WHAT IS NEEDED | Set down, please, exactly the lines below that run from the line with "at that ref" to the line with "async fn last_commit(&self, full_name: &str, git_ref: &str)", both lines included.
### SOURCE MATERIAL
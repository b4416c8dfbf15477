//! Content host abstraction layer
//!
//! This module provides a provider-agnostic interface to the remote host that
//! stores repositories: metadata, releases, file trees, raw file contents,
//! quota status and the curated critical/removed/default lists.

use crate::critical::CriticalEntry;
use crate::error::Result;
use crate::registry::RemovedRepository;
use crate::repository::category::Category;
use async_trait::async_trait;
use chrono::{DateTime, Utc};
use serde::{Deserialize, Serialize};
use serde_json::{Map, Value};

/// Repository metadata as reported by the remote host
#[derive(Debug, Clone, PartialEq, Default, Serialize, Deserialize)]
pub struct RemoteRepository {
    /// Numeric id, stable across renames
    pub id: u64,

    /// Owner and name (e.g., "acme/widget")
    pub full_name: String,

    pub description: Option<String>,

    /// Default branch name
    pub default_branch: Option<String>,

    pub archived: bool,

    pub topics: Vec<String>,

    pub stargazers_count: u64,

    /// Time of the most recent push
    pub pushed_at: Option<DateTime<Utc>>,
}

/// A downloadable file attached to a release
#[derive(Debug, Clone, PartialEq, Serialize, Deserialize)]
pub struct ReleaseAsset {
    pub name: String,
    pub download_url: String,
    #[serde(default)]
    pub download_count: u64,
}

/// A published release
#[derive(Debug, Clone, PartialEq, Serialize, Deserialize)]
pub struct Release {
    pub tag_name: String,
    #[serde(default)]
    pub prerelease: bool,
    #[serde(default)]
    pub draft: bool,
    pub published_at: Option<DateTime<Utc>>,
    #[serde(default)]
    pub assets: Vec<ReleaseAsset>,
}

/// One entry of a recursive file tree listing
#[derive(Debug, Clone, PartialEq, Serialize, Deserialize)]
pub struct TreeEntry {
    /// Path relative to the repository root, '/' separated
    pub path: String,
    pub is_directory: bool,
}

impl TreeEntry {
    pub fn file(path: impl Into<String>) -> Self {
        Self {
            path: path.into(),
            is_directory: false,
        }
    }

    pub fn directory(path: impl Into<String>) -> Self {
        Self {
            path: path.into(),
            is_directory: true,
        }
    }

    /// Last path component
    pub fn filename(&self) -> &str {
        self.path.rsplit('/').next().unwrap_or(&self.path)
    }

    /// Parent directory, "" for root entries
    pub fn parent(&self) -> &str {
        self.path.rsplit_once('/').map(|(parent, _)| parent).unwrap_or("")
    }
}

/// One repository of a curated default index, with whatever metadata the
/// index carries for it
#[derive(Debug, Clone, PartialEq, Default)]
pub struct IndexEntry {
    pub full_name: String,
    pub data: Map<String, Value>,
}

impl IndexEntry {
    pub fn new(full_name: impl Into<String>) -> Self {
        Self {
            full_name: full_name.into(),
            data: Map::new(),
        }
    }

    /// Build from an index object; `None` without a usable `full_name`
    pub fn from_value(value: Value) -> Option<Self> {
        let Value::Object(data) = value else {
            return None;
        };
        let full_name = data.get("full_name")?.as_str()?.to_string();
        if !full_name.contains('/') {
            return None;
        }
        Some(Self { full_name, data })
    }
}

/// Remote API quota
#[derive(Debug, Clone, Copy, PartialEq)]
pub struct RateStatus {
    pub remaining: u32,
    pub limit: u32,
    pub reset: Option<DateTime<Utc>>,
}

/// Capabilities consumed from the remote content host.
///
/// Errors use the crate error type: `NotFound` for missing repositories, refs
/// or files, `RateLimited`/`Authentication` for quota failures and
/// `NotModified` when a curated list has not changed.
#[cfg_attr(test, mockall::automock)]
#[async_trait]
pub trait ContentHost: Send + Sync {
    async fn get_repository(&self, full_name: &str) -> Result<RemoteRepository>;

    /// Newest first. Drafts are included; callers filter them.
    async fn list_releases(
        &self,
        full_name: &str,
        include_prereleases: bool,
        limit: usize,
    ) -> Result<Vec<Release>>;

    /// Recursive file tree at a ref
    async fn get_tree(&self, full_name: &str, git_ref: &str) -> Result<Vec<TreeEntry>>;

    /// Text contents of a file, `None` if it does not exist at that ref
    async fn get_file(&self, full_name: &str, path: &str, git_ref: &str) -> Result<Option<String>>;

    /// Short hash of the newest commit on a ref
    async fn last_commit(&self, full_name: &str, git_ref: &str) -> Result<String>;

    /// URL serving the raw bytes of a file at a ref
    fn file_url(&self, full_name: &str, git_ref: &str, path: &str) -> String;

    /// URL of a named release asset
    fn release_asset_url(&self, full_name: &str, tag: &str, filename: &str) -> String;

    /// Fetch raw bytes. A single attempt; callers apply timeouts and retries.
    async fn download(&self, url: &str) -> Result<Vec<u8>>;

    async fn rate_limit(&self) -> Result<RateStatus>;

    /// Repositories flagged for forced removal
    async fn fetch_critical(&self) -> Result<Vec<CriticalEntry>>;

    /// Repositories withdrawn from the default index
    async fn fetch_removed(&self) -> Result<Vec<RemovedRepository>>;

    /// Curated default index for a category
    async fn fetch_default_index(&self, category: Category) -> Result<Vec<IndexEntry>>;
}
######
### SOURCE MATERIAL
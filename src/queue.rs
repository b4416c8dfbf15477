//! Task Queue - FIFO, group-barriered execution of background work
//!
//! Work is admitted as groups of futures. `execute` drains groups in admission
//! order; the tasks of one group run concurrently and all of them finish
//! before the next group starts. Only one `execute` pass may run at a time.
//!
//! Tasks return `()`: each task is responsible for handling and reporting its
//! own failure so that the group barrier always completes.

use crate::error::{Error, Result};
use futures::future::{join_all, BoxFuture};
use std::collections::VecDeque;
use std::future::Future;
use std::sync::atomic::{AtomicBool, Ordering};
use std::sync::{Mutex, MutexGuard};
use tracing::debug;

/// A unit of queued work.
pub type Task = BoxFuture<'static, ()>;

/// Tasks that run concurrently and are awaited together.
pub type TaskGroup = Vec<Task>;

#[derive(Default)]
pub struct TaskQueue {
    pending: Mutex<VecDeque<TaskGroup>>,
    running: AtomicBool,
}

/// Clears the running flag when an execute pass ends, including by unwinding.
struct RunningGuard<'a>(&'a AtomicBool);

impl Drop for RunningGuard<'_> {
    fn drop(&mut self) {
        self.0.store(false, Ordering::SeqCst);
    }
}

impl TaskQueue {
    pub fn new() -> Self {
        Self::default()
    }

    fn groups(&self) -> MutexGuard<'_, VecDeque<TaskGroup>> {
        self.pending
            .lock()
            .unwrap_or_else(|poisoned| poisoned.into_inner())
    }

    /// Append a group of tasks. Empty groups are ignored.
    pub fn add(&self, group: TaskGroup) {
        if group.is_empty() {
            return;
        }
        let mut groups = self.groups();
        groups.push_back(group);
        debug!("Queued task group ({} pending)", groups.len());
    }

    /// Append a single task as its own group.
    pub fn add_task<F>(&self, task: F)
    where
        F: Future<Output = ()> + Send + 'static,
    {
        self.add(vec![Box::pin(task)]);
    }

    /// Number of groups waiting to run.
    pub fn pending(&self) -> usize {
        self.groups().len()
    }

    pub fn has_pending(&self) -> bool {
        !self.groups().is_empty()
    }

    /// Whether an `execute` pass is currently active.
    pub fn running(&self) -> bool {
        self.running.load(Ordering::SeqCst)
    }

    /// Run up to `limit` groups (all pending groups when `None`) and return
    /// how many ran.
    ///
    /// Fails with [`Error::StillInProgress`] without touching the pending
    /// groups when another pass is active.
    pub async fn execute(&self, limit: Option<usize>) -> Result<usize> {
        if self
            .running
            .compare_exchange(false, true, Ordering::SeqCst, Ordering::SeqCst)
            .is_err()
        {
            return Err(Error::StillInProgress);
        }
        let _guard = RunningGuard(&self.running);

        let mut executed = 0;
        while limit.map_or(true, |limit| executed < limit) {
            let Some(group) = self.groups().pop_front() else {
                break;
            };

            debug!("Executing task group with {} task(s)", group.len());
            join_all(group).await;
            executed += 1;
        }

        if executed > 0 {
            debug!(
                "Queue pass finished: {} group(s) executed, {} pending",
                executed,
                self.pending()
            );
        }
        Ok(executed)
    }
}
######
OUTPUT FOR THIS TASK |
    /// Text contents of a file, `None` if it does not exist at that ref
    async fn get_file(&self, full_name: &str, path: &str, git_ref: &str) -> Result<Option<String>>;

    /// Short hash of the newest commit on a ref
    async fn last_commit(&self, full_name: &str, git_ref: &str) -> Result<String>;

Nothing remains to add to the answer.